Let’s count rows based on a single condition:
fitness_data <- data.frame(
User_ID = c("U001", "U002", "U003", "U004", "U005", "U006", "U007"),
Activity_Type = c("Running", "Walking", "Cycling", "Running", "Walking", "Cycling", "Walking"),
Steps_Taken = c(12000, 8000, 15000, 14500, 10500, 13200, 9800)
)
print(fitness_data)
sum(fitness_data$Activity_Type == "Walking")
# Output: [1] 3
The above figure and code indicate that only three rows have an Activity_Type of Walking. That’s it! It is conditional counting.
Count rows where Activity_Type is “Cycling” and Steps_Taken > 10,000. Here, two conditions are type cycling and steps greater than 10000.
fitness_data <- data.frame(
User_ID = c("U001", "U002", "U003", "U004", "U005", "U006", "U007"),
Activity_Type = c("Running", "Walking", "Cycling", "Running", "Walking", "Cycling", "Walking"),
Steps_Taken = c(12000, 8000, 15000, 14500, 10500, 13200, 9800)
)
print(fitness_data)
# Multiple conditions
sum(fitness_data$Activity_Type == "Cycling" & fitness_data$Steps_Taken > 10000)
# Output: [1] 2
We can also use the nrow() function to apply a condition to the data frame and return the count based on the condition.
Let’s count rows where Steps_Taken > 12000:
fitness_data <- data.frame(
User_ID = c("U001", "U002", "U003", "U004", "U005", "U006", "U007"),
Activity_Type = c("Running", "Walking", "Cycling", "Running", "Walking", "Cycling", "Walking"),
Steps_Taken = c(12000, 8000, 15000, 14500, 10500, 13200, 9800)
)
print(fitness_data)
# Subsetting with nrow()
nrow(fitness_data[fitness_data$Steps_Taken > 12000, ])
# Output: [1] 3
What is the purpose of the frequency table here? It returns the count of occurrences for each item shown in the table.
We need to pass the “categorical variable,” which is a column in the data frame, and it will return a table of values along with their respective counts.
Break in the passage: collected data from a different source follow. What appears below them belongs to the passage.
//! Transaction model
//!
//! A single recorded income or expense event. Transactions are immutable
//! once created; corrections are made by deleting and re-adding.

use chrono::NaiveDate;
use serde::{Deserialize, Serialize};
use std::fmt;
use std::str::FromStr;

use super::category::Category;
use super::ids::TransactionId;
use super::money::Money;

use crate::error::{ZenithError, ZenithResult};

/// Whether a transaction adds to or subtracts from the balance
#[derive(Debug, Clone, Copy, PartialEq, Eq, Hash, Serialize, Deserialize)]
#[serde(rename_all = "lowercase")]
pub enum TransactionKind {
    Income,
    Expense,
}

impl TransactionKind {
    /// The lowercase name used in serialized data and CLI input
    pub fn as_str(&self) -> &'static str {
        match self {
            Self::Income => "income",
            Self::Expense => "expense",
        }
    }
}

impl fmt::Display for TransactionKind {
    fn fmt(&self, f: &mut fmt::Formatter<'_>) -> fmt::Result {
        match self {
            Self::Income => write!(f, "Income"),
            Self::Expense => write!(f, "Expense"),
        }
    }
}

impl FromStr for TransactionKind {
    type Err = String;

    fn from_str(s: &str) -> Result<Self, Self::Err> {
        match s.trim().to_lowercase().as_str() {
            "income" | "in" => Ok(Self::Income),
            "expense" | "out" => Ok(Self::Expense),
            other => Err(format!(
                "Unknown transaction kind '{}'. Use 'income' or 'expense'",
                other
            )),
        }
    }
}

/// A financial transaction
#[derive(Debug, Clone, PartialEq, Serialize, Deserialize)]
pub struct Transaction {
    /// Unique identifier
    pub id: TransactionId,

    /// What the money was for
    pub description: String,

    /// Amount, always positive; the sign comes from `kind`
    pub amount: Money,

    /// Spending/income category
    #[serde(default)]
    pub category: Category,

    /// Calendar day of the transaction (no time or timezone component)
    pub date: NaiveDate,

    /// Income or expense
    pub kind: TransactionKind,
}

/// Input for creating a transaction; the store assigns the id
#[derive(Debug, Clone)]
pub struct NewTransaction {
    pub description: String,
    pub amount: Money,
    pub category: Category,
    pub date: NaiveDate,
    pub kind: TransactionKind,
}

impl Transaction {
    /// Create a transaction from validated input with a fresh id
    pub fn from_input(input: NewTransaction) -> Self {
        Self {
            id: TransactionId::new(),
            description: input.description,
            amount: input.amount,
            category: input.category,
            date: input.date,
            kind: input.kind,
        }
    }

    /// Check if this is an income transaction
    pub fn is_income(&self) -> bool {
        self.kind == TransactionKind::Income
    }

    /// Check if this is an expense transaction
    pub fn is_expense(&self) -> bool {
        self.kind == TransactionKind::Expense
    }

    /// The amount with its sign applied: positive for income, negative for expense
    pub fn signed_amount(&self) -> Money {
        match self.kind {
            TransactionKind::Income => self.amount,
            TransactionKind::Expense => -self.amount,
        }
    }
}

impl NewTransaction {
    /// Validate the input before it enters the log
    ///
    /// Rejects empty descriptions and non-positive amounts; nothing is
    /// mutated on rejection.
    pub fn validate(&self) -> ZenithResult<()> {
        if self.description.trim().is_empty() {
            return Err(ZenithError::InvalidInput(
                "description must not be empty".into(),
            ));
        }
        if !self.amount.is_positive() {
            return Err(ZenithError::InvalidInput(
                "amount must be greater than zero".into(),
            ));
        }
        Ok(())
    }
}

impl fmt::Display for Transaction {
    fn fmt(&self, f: &mut fmt::Formatter<'_>) -> fmt::Result {
        write!(
            f,
            "{} {} {}",
            self.date.format("%Y-%m-%d"),
            self.description,
            self.signed_amount()
        )
    }
}
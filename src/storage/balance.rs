//! Initial-balance blob
//!
//! The user-set baseline the net of all transactions is added to. Stored
//! as a single number (cents) in balance.json.

use std::path::PathBuf;
use std::sync::RwLock;

use crate::error::ZenithError;
use crate::models::Money;

use super::file_io::{read_json, write_json_atomic};

/// Repository for the initial balance
pub struct BalanceRepository {
    path: PathBuf,
    data: RwLock<Money>,
}

impl BalanceRepository {
    /// Create a new balance repository
    pub fn new(path: PathBuf) -> Self {
        Self {
            path,
            data: RwLock::new(Money::zero()),
        }
    }

    /// Load the initial balance from disk; a missing file means zero
    pub fn load(&self) -> Result<(), ZenithError> {
        let value: Money = read_json(&self.path)?;

        let mut data = self
            .data
            .write()
            .map_err(|e| ZenithError::Storage(format!("Failed to acquire write lock: {}", e)))?;

        *data = value;
        Ok(())
    }

    /// Save the initial balance to disk
    pub fn save(&self) -> Result<(), ZenithError> {
        let data = self
            .data
            .read()
            .map_err(|e| ZenithError::Storage(format!("Failed to acquire read lock: {}", e)))?;

        write_json_atomic(&self.path, &*data)
    }

    /// Get the initial balance
    pub fn get(&self) -> Result<Money, ZenithError> {
        let data = self
            .data
            .read()
            .map_err(|e| ZenithError::Storage(format!("Failed to acquire read lock: {}", e)))?;

        Ok(*data)
    }

    /// Set the initial balance
    pub fn set(&self, value: Money) -> Result<(), ZenithError> {
        let mut data = self
            .data
            .write()
            .map_err(|e| ZenithError::Storage(format!("Failed to acquire write lock: {}", e)))?;

        *data = value;
        Ok(())
    }
}
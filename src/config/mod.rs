//! Configuration module for zenith-fin
//!
//! This module provides:
//! - Platform path resolution with an env-var override
//! - Tunable defaults for the notification rules and the reminder loop

use std::time::Duration;

use crate::models::Money;

pub mod paths;

pub use paths::ZenithPaths;

/// Monthly spending above this amount triggers the budget alert.
/// A tunable default, not a contract.
pub const DEFAULT_BUDGET_ALERT_THRESHOLD: Money = Money::from_units(200_000);

/// How often the reminder loop re-evaluates the daily-reminder rule.
/// Must stay under one minute so the configured HH:MM is never skipped.
pub const DEFAULT_REMINDER_TICK: Duration = Duration::from_secs(45);

/// How many days the spending series in the summary covers, today included.
pub const DAILY_SERIES_DAYS: u32 = 7;
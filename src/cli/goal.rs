//! Goal CLI commands
//!
//! Implements CLI commands for savings goals, including the confirmation
//! step for deposits that exceed the current balance.

use chrono::NaiveDate;
use clap::Subcommand;

use crate::display::goal::{format_goal_details, format_goal_list};
use crate::error::{ZenithError, ZenithResult};
use crate::models::Money;
use crate::notify::{ConsoleNotifier, Notifier};
use crate::services::{DepositOutcome, GoalService};
use crate::storage::Store;

/// Goal subcommands
#[derive(Subcommand)]
pub enum GoalCommands {
    /// Create a savings goal
    Add {
        /// What you are saving for
        title: String,
        /// Target amount (e.g., "1000" or "1000.00")
        target: String,
        /// Optional deadline (YYYY-MM-DD)
        #[arg(short, long)]
        deadline: Option<String>,
    },
    /// List goals with their progress
    List,
    /// Show one goal with its full coverage breakdown
    Show {
        /// Goal ID (full or short form)
        id: String,
    },
    /// Add money to a goal's saved total
    Deposit {
        /// Goal ID (full or short form)
        id: String,
        /// Amount to deposit
        amount: String,
        /// Apply even when the deposit exceeds the current balance
        #[arg(short, long)]
        force: bool,
    },
    /// Remove a goal
    Remove {
        /// Goal ID (full or short form)
        id: String,
    },
}

/// Handle a goal command
pub fn handle_goal_command(store: &Store, cmd: GoalCommands) -> ZenithResult<()> {
    let service = GoalService::new(store);

    match cmd {
        GoalCommands::Add {
            title,
            target,
            deadline,
        } => {
            let target = Money::parse(&target)
                .map_err(|e| ZenithError::InvalidInput(format!("Invalid target: {}", e)))?;
            let deadline = deadline
                .map(|s| {
                    NaiveDate::parse_from_str(&s, "%Y-%m-%d").map_err(|_| {
                        ZenithError::InvalidInput(format!(
                            "Invalid deadline '{}', expected YYYY-MM-DD",
                            s
                        ))
                    })
                })
                .transpose()?;

            let goal = service.create(title, target, deadline)?;
            println!("Created goal '{}' targeting {}", goal.title, goal.target_amount);
            println!("  Id: {}", goal.id);
        }

        GoalCommands::List => {
            let goals = service.coverage_all()?;
            print!("{}", format_goal_list(&goals));
        }

        GoalCommands::Show { id } => {
            let (goal, coverage) = service.coverage(&id)?;
            print!("{}", format_goal_details(&goal, &coverage));
        }

        GoalCommands::Deposit { id, amount, force } => {
            let amount = Money::parse(&amount)
                .map_err(|e| ZenithError::InvalidInput(format!("Invalid amount: {}", e)))?;

            match service.deposit(&id, amount, force)? {
                DepositOutcome::Applied { goal, milestone } => {
                    println!(
                        "Deposited {} into '{}' ({} of {} saved)",
                        amount, goal.title, goal.current_amount, goal.target_amount
                    );
                    if let Some(milestone) = milestone {
                        ConsoleNotifier.notify(&milestone);
                    }
                }
                DepositOutcome::RequiresConfirmation {
                    balance, shortfall, ..
                } => {
                    println!(
                        "This deposit exceeds your current balance ({} available, {} short).",
                        balance, shortfall
                    );
                    println!("To apply it anyway, run again with --force flag:");
                    // Suffix-free amount so the printed command can be pasted
                    println!(
                        "  zenith goal deposit {} {}.{:02} --force",
                        id,
                        amount.units(),
                        amount.cents_part()
                    );
                }
            }
        }

        GoalCommands::Remove { id } => {
            if service.delete(&id)? {
                println!("Removed goal {}", id);
            } else {
                println!("No goal matches '{}'; nothing removed.", id);
            }
        }
    }

    Ok(())
}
fitness_data <- data.frame(
User_ID = c("U001", "U002", "U003", "U004", "U005", "U006", "U007"),
Activity_Type = c("Running", "Walking", "Cycling", "Running", "Walking", "Cycling", "Walking"),
Steps_Taken = c(12000, 8000, 15000, 14500, 10500, 13200, 9800)
)
print(fitness_data)
# Frequency Tables
table(fitness_data$Activity_Type)
Output
The dplyr::filter() function applies single or multiple conditions to a data frame that returns filtered rows, and then you can count those filtered rows using the tally() function.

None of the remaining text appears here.